I just started an Elements of Jazz class at SDSU, which is just what I need right now. I play guitar regularly with Tom Boyer, Jim English, and Richard Glick.

Are you playing somewhere?
My bread and butter gigs, right now, are private parties. I get work directly from the Hotel del Coronado and from Quantum Productions, a booking agency. It's great. You dress up nice, show up on time, play guitar for 2 to 3 hours, and get a very nice check in the mail.

Tell us about your favorite guitars.
You sure you want to get me started? I'll try to keep it short. I
have a 20 year old classical, a Hirade (top-of-the-line Takamine) that's been my main gig guitar. It had a huge neck, which Jim English shaved down this year. I use Savarez Alliance super hi tension strings, and get a great high end response out of it. I have a Taylor 612c acoustic, which had a very tinny pickup system. Now it has a Highlander dual source pickup. All of a sudden, I have low end! What a concept! Since I got serious about jazz, I borrowed one of English's Jazz King electrics. I love it. Since I won't be giving it back, to preserve our
friendship, I will have to give him money.

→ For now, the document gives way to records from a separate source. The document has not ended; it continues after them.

use crossterm::event::{Event, KeyCode, KeyEvent, KeyEventKind, KeyModifiers};

#[derive(Debug, Clone, Copy, PartialEq, Eq)]
pub enum Action {
    Quit,
    Up,
    Down,
    Flip,
    Favorite,
    Delete,
    RateEasy,
    RateHard,
    NextCategory,
    NextDifficulty,
    SearchInput(char),
    SearchBackspace,
    None,
}

pub fn map_event(ev: Event) -> Action {
    if let Event::Key(KeyEvent {
        code, modifiers, kind, ..
    }) = ev
    {
        if kind == KeyEventKind::Release {
            return Action::None;
        }
        match (code, modifiers) {
            (KeyCode::Esc, _) => Action::Quit,
            (KeyCode::Char('c'), KeyModifiers::CONTROL) => Action::Quit,
            (KeyCode::Char('f'), KeyModifiers::CONTROL) => Action::Favorite,
            (KeyCode::Up, _) => Action::Up,
            (KeyCode::Down, _) => Action::Down,
            (KeyCode::Enter, _) => Action::Flip,
            (KeyCode::Delete, _) => Action::Delete,
            (KeyCode::F(3), _) => Action::RateEasy,
            (KeyCode::F(4), _) => Action::RateHard,
            (KeyCode::Tab, _) => Action::NextCategory,
            (KeyCode::BackTab, _) | (KeyCode::F(2), _) => Action::NextDifficulty,
            (KeyCode::Backspace, _) => Action::SearchBackspace,
            (KeyCode::Char(c), m) if !m.contains(KeyModifiers::CONTROL) => Action::SearchInput(c),
            _ => Action::None,
        }
    } else {
        Action::None
    }
}
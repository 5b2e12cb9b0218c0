use tracing_subscriber::EnvFilter;

/// Installs the stderr subscriber. `RUST_LOG` overrides `default_level`.
pub fn init(default_level: &str) {
    let filter = EnvFilter::try_from_default_env().unwrap_or_else(|_| EnvFilter::new(default_level));
    // a global subscriber may already be installed
    tracing_subscriber::fmt()
        .with_env_filter(filter)
        .with_writer(std::io::stderr)
        .with_target(false)
        .try_init()
        .ok();
}
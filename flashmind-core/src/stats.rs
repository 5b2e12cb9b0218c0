use crate::{Difficulty, Flashcard};
use serde::Serialize;

#[derive(Clone, Debug, Default, Serialize, PartialEq)]
pub struct DifficultyCounts {
    pub easy: u32,
    pub medium: u32,
    pub hard: u32,
}

impl DifficultyCounts {
    pub fn record(&mut self, d: Difficulty) {
        match d {
            Difficulty::Easy => self.easy += 1,
            Difficulty::Medium => self.medium += 1,
            Difficulty::Hard => self.hard += 1,
        }
    }
}

#[derive(Clone, Debug, Default, Serialize, PartialEq)]
pub struct DashboardStats {
    pub total: u32,
    pub favorites: u32,
    /// Mean over cards that carry an accuracy; `None` when none do.
    pub average_accuracy: Option<f32>,
    pub per_category: Vec<(String, u32)>,
    pub per_difficulty: DifficultyCounts,
}

pub fn summarize(cards: &[Flashcard]) -> DashboardStats {
    let mut stats = DashboardStats::default();
    let mut acc_sum = 0u32;
    let mut acc_n = 0u32;

    for c in cards {
        stats.total += 1;
        if c.is_favorite {
            stats.favorites += 1;
        }
        if let Some(a) = c.accuracy {
            acc_sum += a as u32;
            acc_n += 1;
        }
        stats.per_difficulty.record(c.difficulty);
        match stats.per_category.iter_mut().find(|(name, _)| name == &c.category) {
            Some((_, n)) => *n += 1,
            None => stats.per_category.push((c.category.clone(), 1)),
        }
    }

    if acc_n > 0 {
        stats.average_accuracy = Some(acc_sum as f32 / acc_n as f32);
    }
    stats
}
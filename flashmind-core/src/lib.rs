pub mod errors;
pub mod filters;
pub mod models;
pub mod profile;
pub mod seed;
pub mod stats;
pub mod store;
pub mod upload;

pub use errors::*;
pub use filters::*;
pub use models::*;
pub use profile::*;
pub use stats::*;
pub use store::*;
pub use upload::*;
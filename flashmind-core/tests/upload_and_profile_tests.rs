use async_trait::async_trait;
use flashmind_core::{
    run_upload, seed, CoreError, Difficulty, FileHandle, Flashcard, Ingestor, ProfileEditor,
    SimulatedIngestor, UploadKind, UploadSource, UploadState, UploadStatus, UploadTracker,
};
use std::sync::Arc;
use std::time::Duration;

struct OneCard;

#[async_trait]
impl Ingestor for OneCard {
    async fn ingest(&self, _source: &UploadSource) -> Result<Vec<Flashcard>, CoreError> {
        Ok(vec![Flashcard::new("q", "a", "Imported", Difficulty::Medium)])
    }
}

struct Failing;

#[async_trait]
impl Ingestor for Failing {
    async fn ingest(&self, _source: &UploadSource) -> Result<Vec<Flashcard>, CoreError> {
        Err(CoreError::Ingestion("backend unavailable".into()))
    }
}

#[test]
fn file_kinds() {
    assert_eq!(FileHandle::new("notes.PDF").kind(), Some(UploadKind::Document));
    assert_eq!(FileHandle::new("scan.jpeg").kind(), Some(UploadKind::Image));
    assert_eq!(FileHandle::new("talk.mov").kind(), Some(UploadKind::Video));
    assert_eq!(FileHandle::new("archive.zip").kind(), None);
    assert_eq!(FileHandle::new("README").kind(), None);
}

#[test]
fn validation_rejects_bad_submissions() {
    assert!(matches!(
        UploadSource::Files(vec![]).validate(),
        Err(CoreError::Invalid(_))
    ));
    assert!(matches!(
        UploadSource::Files(vec![FileHandle::new("a.pdf"), FileHandle::new("b.exe")]).validate(),
        Err(CoreError::Invalid(msg)) if msg.contains("b.exe")
    ));
    assert!(UploadSource::VideoUrl("   ".into()).validate().is_err());
    assert_eq!(
        UploadSource::VideoUrl("  https://youtube.com/watch?v=x ".into()).validate(),
        Ok(UploadSource::VideoUrl("https://youtube.com/watch?v=x".into()))
    );
}

#[tokio::test(start_paused = true)]
async fn simulated_ingestion_waits_and_yields_nothing() {
    let state = UploadState::new();
    let ingestor = SimulatedIngestor::new(Duration::from_secs(3));
    let src = UploadSource::Files(vec![FileHandle::new("Biology Chapter 5.pdf")]);

    let started = tokio::time::Instant::now();
    let cards = run_upload(&ingestor, &state, src).await.unwrap();
    assert!(cards.is_empty());
    assert!(started.elapsed() >= Duration::from_secs(3));
    assert!(!state.is_uploading());
}

#[tokio::test]
async fn uploading_flag_is_exclusive_and_cleared_on_failure() {
    let state = UploadState::new();
    {
        let _busy = state.try_begin().unwrap();
        assert!(state.is_uploading());
        let err = run_upload(&OneCard, &state, UploadSource::VideoUrl("u".into()))
            .await
            .unwrap_err();
        assert!(matches!(err, CoreError::Conflict(_)));
    }
    assert!(!state.is_uploading());

    let err = run_upload(&Failing, &state, UploadSource::VideoUrl("u".into()))
        .await
        .unwrap_err();
    assert!(matches!(err, CoreError::Ingestion(_)));
    assert!(!state.is_uploading());

    let cards = run_upload(&OneCard, &state, UploadSource::VideoUrl("u".into()))
        .await
        .unwrap();
    assert_eq!(cards.len(), 1);
}

#[tokio::test(start_paused = true)]
async fn tracker_lists_processing_upload_until_it_completes() {
    let tracker = Arc::new(UploadTracker::new(seed::recent_uploads()));
    let t = tracker.clone();
    let task = tokio::spawn(async move {
        let ingestor = SimulatedIngestor::new(Duration::from_secs(3));
        let src = UploadSource::VideoUrl("https://youtube.com/watch?v=abc".into());
        t.run(&ingestor, src, |cards| Ok(cards.len())).await
    });

    tokio::time::sleep(Duration::from_secs(1)).await;
    assert!(tracker.is_uploading());
    let recent = tracker.recent();
    assert_eq!(recent.len(), 4);
    assert_eq!(recent[0].status, UploadStatus::Processing);
    assert_eq!(recent[0].name, "https://youtube.com/watch?v=abc");

    assert_eq!(task.await.unwrap(), Ok(0));
    assert!(!tracker.is_uploading());
    let recent = tracker.recent();
    assert_eq!(recent[0].status, UploadStatus::Completed);
    assert_eq!(recent[1].name, "Biology Chapter 5.pdf");
}

#[tokio::test]
async fn tracker_marks_rejected_commit_as_failed() {
    let tracker = UploadTracker::new(Vec::new());
    let err = tracker
        .run(&OneCard, UploadSource::VideoUrl("u".into()), |_| {
            Err(CoreError::Ingestion("duplicate card".into()))
        })
        .await
        .unwrap_err();
    assert!(matches!(err, CoreError::Ingestion(_)));
    let recent = tracker.recent();
    assert_eq!(recent.len(), 1);
    assert_eq!(recent[0].status, UploadStatus::Failed);
    assert_eq!(recent[0].cards, 0);
    assert!(!tracker.is_uploading());

    // rejected before ingestion starts: nothing recorded
    assert!(tracker.run(&OneCard, UploadSource::Files(vec![]), |c| Ok(c.len())).await.is_err());
    assert_eq!(tracker.recent().len(), 1);
}

#[test]
fn profile_edit_save_and_cancel() {
    let mut ed = ProfileEditor::new(seed::demo_profile());
    ed.begin_edit();
    assert!(ed.is_editing());
    ed.draft_mut().bio = "changed".into();
    ed.cancel();
    assert!(!ed.is_editing());
    assert_eq!(ed.saved(), &seed::demo_profile());
    assert_eq!(ed.draft(), &seed::demo_profile());

    ed.begin_edit();
    ed.draft_mut().username = "np".into();
    let saved = ed.save().unwrap();
    assert_eq!(saved.username, "np");
    assert_eq!(ed.saved().username, "np");

    ed.begin_edit();
    ed.draft_mut().email = "not-an-email".into();
    assert!(ed.save().is_err());
    assert!(ed.is_editing());

    let mut bad = seed::demo_profile();
    bad.name = " ".into();
    assert!(ed.replace(bad).is_err());
    assert!(!ed.is_editing());
    assert_eq!(ed.saved().username, "np");
}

What's your advice for aspiring players?
Educate yourself fully. Give yourself the necessary tools you need to communicate what's inside of you to the world. It helps to be obsessed with the guitar.

Where can someone find your CD?
Go to (Larry Kuhns' website), to Online Music Store at http://www.olms.golinq.com (note - seems to be defunct - ed)

What are your plans for the future?
I'm planning on creating a new CD by summertime, expanding my client base for private functions, learning jazz, writing, etc.

Any suggestions on how to improve the Association of Fingerstyle Guitarists?
I'd like to see more jamming at our AFG functions.

Thank you for your time Mike!

Thank you, Richard. Thank you AFG, it's an honor to get to speak!